In the entries below, find the line with "let trimmed_fasta = if" and the line with "let deadline = settings.max_runtime.map(|limit|". Return those two lines and all lines between them, exactly.

+++

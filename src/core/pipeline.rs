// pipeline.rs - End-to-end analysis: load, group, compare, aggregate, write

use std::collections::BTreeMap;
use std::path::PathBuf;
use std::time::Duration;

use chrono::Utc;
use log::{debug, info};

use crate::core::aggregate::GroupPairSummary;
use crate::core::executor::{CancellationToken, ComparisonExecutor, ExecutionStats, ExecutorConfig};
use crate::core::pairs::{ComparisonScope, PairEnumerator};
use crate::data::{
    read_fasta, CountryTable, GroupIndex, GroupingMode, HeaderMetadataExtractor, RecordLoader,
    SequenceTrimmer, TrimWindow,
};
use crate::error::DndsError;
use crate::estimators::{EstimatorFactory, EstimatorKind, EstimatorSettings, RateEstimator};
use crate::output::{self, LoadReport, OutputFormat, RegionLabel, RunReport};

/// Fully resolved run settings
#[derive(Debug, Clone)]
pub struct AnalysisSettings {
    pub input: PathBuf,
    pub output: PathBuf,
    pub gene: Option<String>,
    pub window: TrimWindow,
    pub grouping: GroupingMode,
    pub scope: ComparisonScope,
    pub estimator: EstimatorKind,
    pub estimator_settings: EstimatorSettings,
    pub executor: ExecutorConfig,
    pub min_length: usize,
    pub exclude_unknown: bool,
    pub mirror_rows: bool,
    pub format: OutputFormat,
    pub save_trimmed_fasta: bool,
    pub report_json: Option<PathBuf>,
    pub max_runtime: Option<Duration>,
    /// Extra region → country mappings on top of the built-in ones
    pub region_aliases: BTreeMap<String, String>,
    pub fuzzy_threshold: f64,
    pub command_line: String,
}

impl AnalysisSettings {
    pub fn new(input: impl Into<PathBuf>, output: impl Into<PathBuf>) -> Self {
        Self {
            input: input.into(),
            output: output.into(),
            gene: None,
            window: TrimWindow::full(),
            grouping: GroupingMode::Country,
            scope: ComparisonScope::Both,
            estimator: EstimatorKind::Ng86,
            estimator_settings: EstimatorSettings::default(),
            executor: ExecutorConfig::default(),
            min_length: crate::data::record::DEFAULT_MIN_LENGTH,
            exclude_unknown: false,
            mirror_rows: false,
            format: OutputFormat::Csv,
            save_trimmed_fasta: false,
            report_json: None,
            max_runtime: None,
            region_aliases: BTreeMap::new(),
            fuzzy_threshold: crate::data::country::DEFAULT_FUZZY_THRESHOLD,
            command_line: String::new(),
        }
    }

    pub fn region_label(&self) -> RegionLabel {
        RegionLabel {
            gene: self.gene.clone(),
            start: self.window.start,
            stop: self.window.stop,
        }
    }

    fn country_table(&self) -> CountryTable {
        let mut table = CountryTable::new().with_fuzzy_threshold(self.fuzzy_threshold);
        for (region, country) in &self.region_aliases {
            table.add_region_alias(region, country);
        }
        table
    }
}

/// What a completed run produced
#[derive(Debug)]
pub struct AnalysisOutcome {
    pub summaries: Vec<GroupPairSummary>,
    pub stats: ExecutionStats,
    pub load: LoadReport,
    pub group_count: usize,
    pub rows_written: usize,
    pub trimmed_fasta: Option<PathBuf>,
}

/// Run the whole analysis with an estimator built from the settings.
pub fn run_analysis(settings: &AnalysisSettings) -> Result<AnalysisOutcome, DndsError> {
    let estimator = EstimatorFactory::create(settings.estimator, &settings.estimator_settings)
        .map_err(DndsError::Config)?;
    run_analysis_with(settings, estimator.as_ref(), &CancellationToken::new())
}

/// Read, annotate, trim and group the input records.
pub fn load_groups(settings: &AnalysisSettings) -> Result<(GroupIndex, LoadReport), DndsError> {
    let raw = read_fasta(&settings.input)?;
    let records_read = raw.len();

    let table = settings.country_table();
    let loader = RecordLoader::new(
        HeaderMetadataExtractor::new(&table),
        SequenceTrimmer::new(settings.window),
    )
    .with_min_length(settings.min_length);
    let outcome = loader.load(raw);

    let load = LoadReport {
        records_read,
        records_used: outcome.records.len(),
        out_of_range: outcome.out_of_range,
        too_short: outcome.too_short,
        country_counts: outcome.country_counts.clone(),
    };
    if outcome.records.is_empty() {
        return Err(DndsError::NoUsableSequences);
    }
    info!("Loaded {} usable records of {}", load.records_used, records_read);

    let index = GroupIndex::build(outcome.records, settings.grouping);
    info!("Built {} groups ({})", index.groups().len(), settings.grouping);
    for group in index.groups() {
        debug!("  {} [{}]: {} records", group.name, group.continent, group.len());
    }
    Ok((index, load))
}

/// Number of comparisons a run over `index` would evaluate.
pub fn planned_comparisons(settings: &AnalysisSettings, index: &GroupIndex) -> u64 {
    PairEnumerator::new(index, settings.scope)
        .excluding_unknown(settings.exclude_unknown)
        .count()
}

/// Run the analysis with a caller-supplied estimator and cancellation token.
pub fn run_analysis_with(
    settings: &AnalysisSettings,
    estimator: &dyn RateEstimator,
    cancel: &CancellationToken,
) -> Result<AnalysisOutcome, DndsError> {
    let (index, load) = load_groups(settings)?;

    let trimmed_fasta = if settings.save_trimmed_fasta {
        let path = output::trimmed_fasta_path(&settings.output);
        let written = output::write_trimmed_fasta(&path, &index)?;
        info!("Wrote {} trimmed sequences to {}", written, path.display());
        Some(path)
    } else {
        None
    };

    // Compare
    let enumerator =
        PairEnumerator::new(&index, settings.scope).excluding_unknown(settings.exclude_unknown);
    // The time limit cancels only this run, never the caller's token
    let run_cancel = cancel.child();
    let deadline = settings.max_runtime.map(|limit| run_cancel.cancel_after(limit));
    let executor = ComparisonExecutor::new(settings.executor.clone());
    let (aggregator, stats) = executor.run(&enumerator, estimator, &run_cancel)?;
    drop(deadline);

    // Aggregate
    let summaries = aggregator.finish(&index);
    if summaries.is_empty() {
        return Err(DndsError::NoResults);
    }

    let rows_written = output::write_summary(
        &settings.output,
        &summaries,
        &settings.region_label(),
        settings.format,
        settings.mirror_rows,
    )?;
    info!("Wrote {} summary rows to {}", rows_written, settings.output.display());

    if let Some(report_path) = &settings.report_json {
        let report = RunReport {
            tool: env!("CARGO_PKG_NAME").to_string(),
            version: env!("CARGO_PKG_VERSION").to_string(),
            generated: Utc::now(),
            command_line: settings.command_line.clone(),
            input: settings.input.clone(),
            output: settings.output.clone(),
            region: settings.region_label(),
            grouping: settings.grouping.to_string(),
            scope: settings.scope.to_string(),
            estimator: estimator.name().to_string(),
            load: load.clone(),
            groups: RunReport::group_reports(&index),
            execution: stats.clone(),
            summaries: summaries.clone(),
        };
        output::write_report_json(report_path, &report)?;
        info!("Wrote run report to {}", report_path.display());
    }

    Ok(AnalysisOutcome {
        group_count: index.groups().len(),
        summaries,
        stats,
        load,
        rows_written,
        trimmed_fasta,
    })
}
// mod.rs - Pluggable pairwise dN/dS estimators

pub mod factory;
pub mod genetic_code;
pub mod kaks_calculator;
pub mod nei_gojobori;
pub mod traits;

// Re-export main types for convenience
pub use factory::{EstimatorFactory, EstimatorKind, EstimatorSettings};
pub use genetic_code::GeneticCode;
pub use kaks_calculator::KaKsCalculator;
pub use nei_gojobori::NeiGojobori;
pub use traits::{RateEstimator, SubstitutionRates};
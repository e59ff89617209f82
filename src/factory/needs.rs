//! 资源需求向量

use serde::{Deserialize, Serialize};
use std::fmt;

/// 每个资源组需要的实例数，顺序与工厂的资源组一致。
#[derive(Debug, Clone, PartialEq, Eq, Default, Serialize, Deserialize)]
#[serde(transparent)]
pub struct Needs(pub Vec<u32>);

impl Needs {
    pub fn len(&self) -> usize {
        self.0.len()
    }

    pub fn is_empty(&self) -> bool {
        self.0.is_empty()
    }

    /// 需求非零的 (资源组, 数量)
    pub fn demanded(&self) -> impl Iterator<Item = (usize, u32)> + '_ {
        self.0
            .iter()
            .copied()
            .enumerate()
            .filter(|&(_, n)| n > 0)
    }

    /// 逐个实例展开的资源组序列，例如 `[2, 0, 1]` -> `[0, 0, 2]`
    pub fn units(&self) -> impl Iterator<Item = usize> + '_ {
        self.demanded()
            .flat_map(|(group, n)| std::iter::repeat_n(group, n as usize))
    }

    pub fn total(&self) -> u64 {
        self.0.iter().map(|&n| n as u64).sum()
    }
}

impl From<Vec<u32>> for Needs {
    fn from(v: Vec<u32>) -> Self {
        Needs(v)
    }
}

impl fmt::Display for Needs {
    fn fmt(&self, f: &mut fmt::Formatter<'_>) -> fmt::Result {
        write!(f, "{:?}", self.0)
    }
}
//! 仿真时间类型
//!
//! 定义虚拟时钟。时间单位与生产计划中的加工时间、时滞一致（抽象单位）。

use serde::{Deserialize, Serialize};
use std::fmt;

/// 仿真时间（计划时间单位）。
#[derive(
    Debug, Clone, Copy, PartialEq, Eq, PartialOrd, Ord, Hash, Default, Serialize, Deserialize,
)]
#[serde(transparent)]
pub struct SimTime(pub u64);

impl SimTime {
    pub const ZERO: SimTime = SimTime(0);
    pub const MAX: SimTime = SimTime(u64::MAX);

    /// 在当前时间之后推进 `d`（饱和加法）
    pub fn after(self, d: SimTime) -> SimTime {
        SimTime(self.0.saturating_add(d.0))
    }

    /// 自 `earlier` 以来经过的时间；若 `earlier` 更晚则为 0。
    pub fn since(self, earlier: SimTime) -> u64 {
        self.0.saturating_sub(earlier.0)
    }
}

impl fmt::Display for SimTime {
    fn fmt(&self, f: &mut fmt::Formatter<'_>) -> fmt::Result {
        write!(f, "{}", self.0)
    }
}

+++

EXPECTED OUTPUT
    let trimmed_fasta = if settings.save_trimmed_fasta {
        let path = output::trimmed_fasta_path(&settings.output);
        let written = output::write_trimmed_fasta(&path, &index)?;
        info!("Wrote {} trimmed sequences to {}", written, path.display());
        Some(path)
    } else {
        None
    };

    // Compare
    let enumerator =
        PairEnumerator::new(&index, settings.scope).excluding_unknown(settings.exclude_unknown);
    // The time limit cancels only this run, never the caller's token
    let run_cancel = cancel.child();
    let deadline = settings.max_runtime.map(|limit| run_cancel.cancel_after(limit));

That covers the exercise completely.